CONTRO LA VIOLENZA SULLE DONNE
Il diritto di dire no e il dovere di accettare un no

In questi anni abbiamo assistito ad un aumento esponenziale della violenza di genere: nella società attuale è un qualcosa che viene da molto lontano, dal nostro passato, dalla lunga disparità tra uomini e donne. La società sta cambiando molto rapidamente e il patriarcato millenario è in crisi (pensare che prima c’era il delitto d’onore e fino al 1973 l’omosessualità era considerata una malattia mentale), perché la donna si ribella, lavora, sceglie.
L’uomo fa molta fatica ad accettare tutto questo, soffre ma non ha strumenti per elaborare il suo dolore, non riesce a pensarlo, non riesce a starci.
Certi uomini è come se non avessero gli strumenti culturali e il sostegno sociale per superare un abbandono, per gestire un rifiuto. Perché nella società dei vincenti chi ha perso “la sua donna” è uno sconfitto.
Ed è proprio il rifiuto a far impazzire gli uomini, questo sacrosanto diritto che la donna ha di dire NO.
Perché le donne massacrate hanno quasi sempre la “colpa” di aver detto no.
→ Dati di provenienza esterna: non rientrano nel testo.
//! GC trigger policy: when to collect and how hard (spec §4.2 "GC policy
//! engine"). Deliberately separate from [`crate::gc::collector`] — this
//! type only ever *decides*, never traces or sweeps.

use std::time::Duration;

/// A point-in-time snapshot of heap occupancy the collector reports after
/// every allocation batch (or on-demand before a policy decision).
#[derive(Debug, Clone, Copy, Default)]
pub struct MemoryUsage {
    pub nursery_bytes: usize,
    pub nursery_capacity: usize,
    pub old_bytes: usize,
    pub old_capacity: usize,
    pub total_bytes: usize,
    pub total_capacity: usize,
    pub fragmentation: f64,
}

impl MemoryUsage {
    fn ratio(used: usize, capacity: usize) -> f64 {
        if capacity == 0 {
            0.0
        } else {
            used as f64 / capacity as f64
        }
    }

    pub fn nursery_ratio(&self) -> f64 {
        Self::ratio(self.nursery_bytes, self.nursery_capacity)
    }

    pub fn old_ratio(&self) -> f64 {
        Self::ratio(self.old_bytes, self.old_capacity)
    }

    pub fn total_ratio(&self) -> f64 {
        Self::ratio(self.total_bytes, self.total_capacity)
    }
}

/// What kind of pass the policy wants next.
#[derive(Debug, Clone, Copy, PartialEq, Eq)]
pub enum GcKind {
    Minor,
    Major,
    Full,
    Incremental,
    Concurrent,
}

/// How soon the caller should honor the decision.
#[derive(Debug, Clone, Copy, PartialEq, Eq, PartialOrd, Ord)]
pub enum Urgency {
    Low,
    Normal,
    High,
    Immediate,
}

/// The human-auditable reason a decision fired, matching the rule it came
/// from (spec §4.2's seven-rule decision order).
#[derive(Debug, Clone, Copy, PartialEq, Eq)]
pub enum Reason {
    CriticalPressure,
    PromotionFailures,
    NurseryFull,
    OldFull,
    TotalFull,
    AllocationRateHigh,
    Fragmented,
}

#[derive(Debug, Clone, Copy)]
pub struct GcDecision {
    pub kind: GcKind,
    pub reason: Reason,
    pub urgency: Urgency,
}

/// Which generation a failed allocation was attempting to land in.
#[derive(Debug, Clone, Copy, PartialEq, Eq)]
pub enum AllocationSite {
    Nursery,
    Survivor,
    Old,
    Large,
}

#[derive(Debug, Clone, Copy)]
pub struct PolicyThresholds {
    pub nursery_threshold: f64,
    pub old_threshold: f64,
    pub full_threshold: f64,
    pub fragmentation_threshold: f64,
    pub high_allocation_rate_bytes_per_sec: f64,
}

impl Default for PolicyThresholds {
    fn default() -> Self {
        Self {
            nursery_threshold: 0.8,
            old_threshold: 0.7,
            full_threshold: 0.9,
            fragmentation_threshold: 0.3,
            high_allocation_rate_bytes_per_sec: 10.0 * 1024.0 * 1024.0,
        }
    }
}

const MIN_THRESHOLD: f64 = 0.5;
const MAX_THRESHOLD: f64 = 0.95;
const MAX_GC_OVERHEAD: f64 = 0.15;
const TARGET_GC_OVERHEAD: f64 = 0.05;
const OVERHEAD_ADJUSTMENT_STEP: f64 = 0.05;
const DEFAULT_ADAPTIVE_PERIOD: u32 = 10;
const DEFAULT_PROMOTION_AGE: u8 = 3;

/// Decides when and how aggressively to collect, given a [`MemoryUsage`]
/// snapshot and recent allocation-rate/overhead history. Consumes no
/// knowledge of the heap's internal layout; `crate::gc::collector` drives
/// the decisions this emits.
pub struct GcPolicyEngine {
    thresholds: PolicyThresholds,
    adaptive_period: u32,
    promotion_age: u8,
    consecutive_promotion_failures: u32,
    consecutive_minor_escalations: u32,
    collections_since_tuning: u32,
    time_in_gc: Duration,
    time_total: Duration,
    last_allocation_rate: f64,
}

impl GcPolicyEngine {
    pub fn new() -> Self {
        Self {
            thresholds: PolicyThresholds::default(),
            adaptive_period: DEFAULT_ADAPTIVE_PERIOD,
            promotion_age: DEFAULT_PROMOTION_AGE,
            consecutive_promotion_failures: 0,
            consecutive_minor_escalations: 0,
            collections_since_tuning: 0,
            time_in_gc: Duration::ZERO,
            time_total: Duration::ZERO,
            last_allocation_rate: 0.0,
        }
    }

    pub fn promotion_age(&self) -> u8 {
        self.promotion_age
    }

    pub fn record_promotion_failure(&mut self) {
        self.consecutive_promotion_failures += 1;
    }

    pub fn record_promotion_success(&mut self) {
        self.consecutive_promotion_failures = 0;
    }

    pub fn record_allocation_rate(&mut self, bytes_per_sec: f64) {
        self.last_allocation_rate = bytes_per_sec;
    }

    /// Decide what, if anything, to collect, given the current heap
    /// occupancy. First match in the spec's seven-rule order wins.
    pub fn decide(&mut self, usage: &MemoryUsage) -> Option<GcDecision> {
        let t = self.thresholds;

        if usage.total_ratio() >= 1.0 {
            return Some(GcDecision { kind: GcKind::Full, reason: Reason::CriticalPressure, urgency: Urgency::Immediate });
        }
        if self.consecutive_promotion_failures >= 3 {
            return Some(GcDecision { kind: GcKind::Major, reason: Reason::PromotionFailures, urgency: Urgency::High });
        }
        if usage.nursery_ratio() >= t.nursery_threshold {
            return Some(GcDecision { kind: GcKind::Minor, reason: Reason::NurseryFull, urgency: Urgency::Normal });
        }
        if usage.old_ratio() >= t.old_threshold {
            return Some(GcDecision { kind: GcKind::Major, reason: Reason::OldFull, urgency: Urgency::High });
        }
        if usage.total_ratio() >= t.full_threshold {
            return Some(GcDecision { kind: GcKind::Full, reason: Reason::TotalFull, urgency: Urgency::High });
        }
        if self.last_allocation_rate >= t.high_allocation_rate_bytes_per_sec {
            self.consecutive_minor_escalations += 1;
            let kind = if self.consecutive_minor_escalations > 5 { GcKind::Major } else { GcKind::Minor };
            return Some(GcDecision { kind, reason: Reason::AllocationRateHigh, urgency: Urgency::Normal });
        }
        self.consecutive_minor_escalations = 0;
        if usage.fragmentation >= t.fragmentation_threshold {
            return Some(GcDecision { kind: GcKind::Full, reason: Reason::Fragmented, urgency: Urgency::Low });
        }
        None
    }

    /// What to do right now when an allocation into `site` failed even
    /// after any collection already attempted this turn.
    pub fn on_allocation_failure(&self, site: AllocationSite) -> GcDecision {
        let (kind, reason) = match site {
            AllocationSite::Nursery | AllocationSite::Survivor => (GcKind::Minor, Reason::NurseryFull),
            AllocationSite::Old => (GcKind::Major, Reason::OldFull),
            AllocationSite::Large => (GcKind::Full, Reason::TotalFull),
        };
        GcDecision { kind, reason, urgency: Urgency::Immediate }
    }

    /// Record wall-clock spent collecting versus total elapsed time, and
    /// every `adaptive_period` collections, relax or tighten thresholds to
    /// keep GC overhead near `TARGET_GC_OVERHEAD`.
    pub fn record_collection_time(&mut self, gc_time: Duration, total_time: Duration) {
        self.time_in_gc += gc_time;
        self.time_total += total_time;
        self.collections_since_tuning += 1;
        if self.collections_since_tuning >= self.adaptive_period {
            self.tune();
            self.collections_since_tuning = 0;
            self.time_in_gc = Duration::ZERO;
            self.time_total = Duration::ZERO;
        }
    }

    fn overhead(&self) -> f64 {
        if self.time_total.is_zero() {
            0.0
        } else {
            self.time_in_gc.as_secs_f64() / self.time_total.as_secs_f64()
        }
    }

    fn tune(&mut self) {
        let overhead = self.overhead();
        if overhead > MAX_GC_OVERHEAD {
            self.relax_thresholds();
        } else if overhead < TARGET_GC_OVERHEAD / 2.0 {
            self.tighten_thresholds();
        }
    }

    fn relax_thresholds(&mut self) {
        let t = &mut self.thresholds;
        t.nursery_threshold = (t.nursery_threshold + OVERHEAD_ADJUSTMENT_STEP).min(MAX_THRESHOLD);
        t.old_threshold = (t.old_threshold + OVERHEAD_ADJUSTMENT_STEP).min(MAX_THRESHOLD);
        t.full_threshold = (t.full_threshold + OVERHEAD_ADJUSTMENT_STEP).min(MAX_THRESHOLD);
    }

    fn tighten_thresholds(&mut self) {
        let t = &mut self.thresholds;
        t.nursery_threshold = (t.nursery_threshold - OVERHEAD_ADJUSTMENT_STEP).max(MIN_THRESHOLD);
        t.old_threshold = (t.old_threshold - OVERHEAD_ADJUSTMENT_STEP).max(MIN_THRESHOLD);
        t.full_threshold = (t.full_threshold - OVERHEAD_ADJUSTMENT_STEP).max(MIN_THRESHOLD);
    }

    pub fn thresholds(&self) -> PolicyThresholds {
        self.thresholds
    }
}

impl Default for GcPolicyEngine {
    fn default() -> Self {
        Self::new()
    }
}

#[cfg(test)]
mod tests {
    use super::*;

    #[test]
    fn critical_pressure_wins_over_everything_else() {
        let mut engine = GcPolicyEngine::new();
        let usage = MemoryUsage { total_bytes: 100, total_capacity: 100, ..Default::default() };
        let decision = engine.decide(&usage).unwrap();
        assert_eq!(decision.reason, Reason::CriticalPressure);
        assert_eq!(decision.urgency, Urgency::Immediate);
    }

    #[test]
    fn three_promotion_failures_trigger_major() {
        let mut engine = GcPolicyEngine::new();
        engine.record_promotion_failure();
        engine.record_promotion_failure();
        engine.record_promotion_failure();
        let usage = MemoryUsage::default();
        let decision = engine.decide(&usage).unwrap();
        assert_eq!(decision.reason, Reason::PromotionFailures);
        assert_eq!(decision.kind, GcKind::Major);
    }

    #[test]
    fn nursery_ratio_triggers_minor() {
        let mut engine = GcPolicyEngine::new();
        let usage = MemoryUsage { nursery_bytes: 85, nursery_capacity: 100, ..Default::default() };
        let decision = engine.decide(&usage).unwrap();
        assert_eq!(decision.kind, GcKind::Minor);
        assert_eq!(decision.reason, Reason::NurseryFull);
    }

    #[test]
    fn allocation_rate_escalates_to_major_after_five_minors() {
        let mut engine = GcPolicyEngine::new();
        engine.record_allocation_rate(20.0 * 1024.0 * 1024.0);
        let usage = MemoryUsage::default();
        for _ in 0..5 {
            let d = engine.decide(&usage).unwrap();
            assert_eq!(d.kind, GcKind::Minor);
        }
        let d = engine.decide(&usage).unwrap();
        assert_eq!(d.kind, GcKind::Major);
    }

    #[test]
    fn no_pressure_means_no_decision() {
        let mut engine = GcPolicyEngine::new();
        let usage = MemoryUsage::default();
        assert!(engine.decide(&usage).is_none());
    }

    #[test]
    fn allocation_failure_sizes_to_the_failing_generation() {
        let engine = GcPolicyEngine::new();
        assert_eq!(engine.on_allocation_failure(AllocationSite::Old).kind, GcKind::Major);
        assert_eq!(engine.on_allocation_failure(AllocationSite::Nursery).kind, GcKind::Minor);
        assert_eq!(engine.on_allocation_failure(AllocationSite::Large).kind, GcKind::Full);
    }
}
Ci troviamo molto spesso davanti a ragazzi o giovani adulti competenti dal punto di vista cognitivo, magari anche colti, ma del tutto infantili dal punto di vista emozionale e affettivo: a volte hanno solo bisogno che l’altro li soddisfi.
Siamo tutti diventati leoni da tastiera, ma la vicinanza con l’altro ci terrorizza.
Basterebbe fare un piccolo esperimento: provate a prendervi per mano e a guardarvi degli occhi per soli 30 secondi. Vi sembrerà un tempo infinito, sarete bombardati da emozioni che il corpo vi rinfaccerà. Come? Attraverso il rossore, la tachicardia, il sudore, il fiato corto.
Il corpo ci smaschera.
I ragazzi imparano molto presto cos’è il sesso, però poi non sanno gestire i sentimenti.
Spesso gli adolescenti sono un po’ superficiali nel considerare le conseguenze delle proprie azioni. È tipico sentirsi onnipotenti, “vabbè, ma tanto che è successo?”, “non può capitare nulla di male”, e magari si sottovalutano i gravi pericoli legati al sexting.
La verità è che viviamo in una società in cui ancora adesso regna sovrana la doppia morale: un ragazzo è fico, una ragazza è una pocodibuono.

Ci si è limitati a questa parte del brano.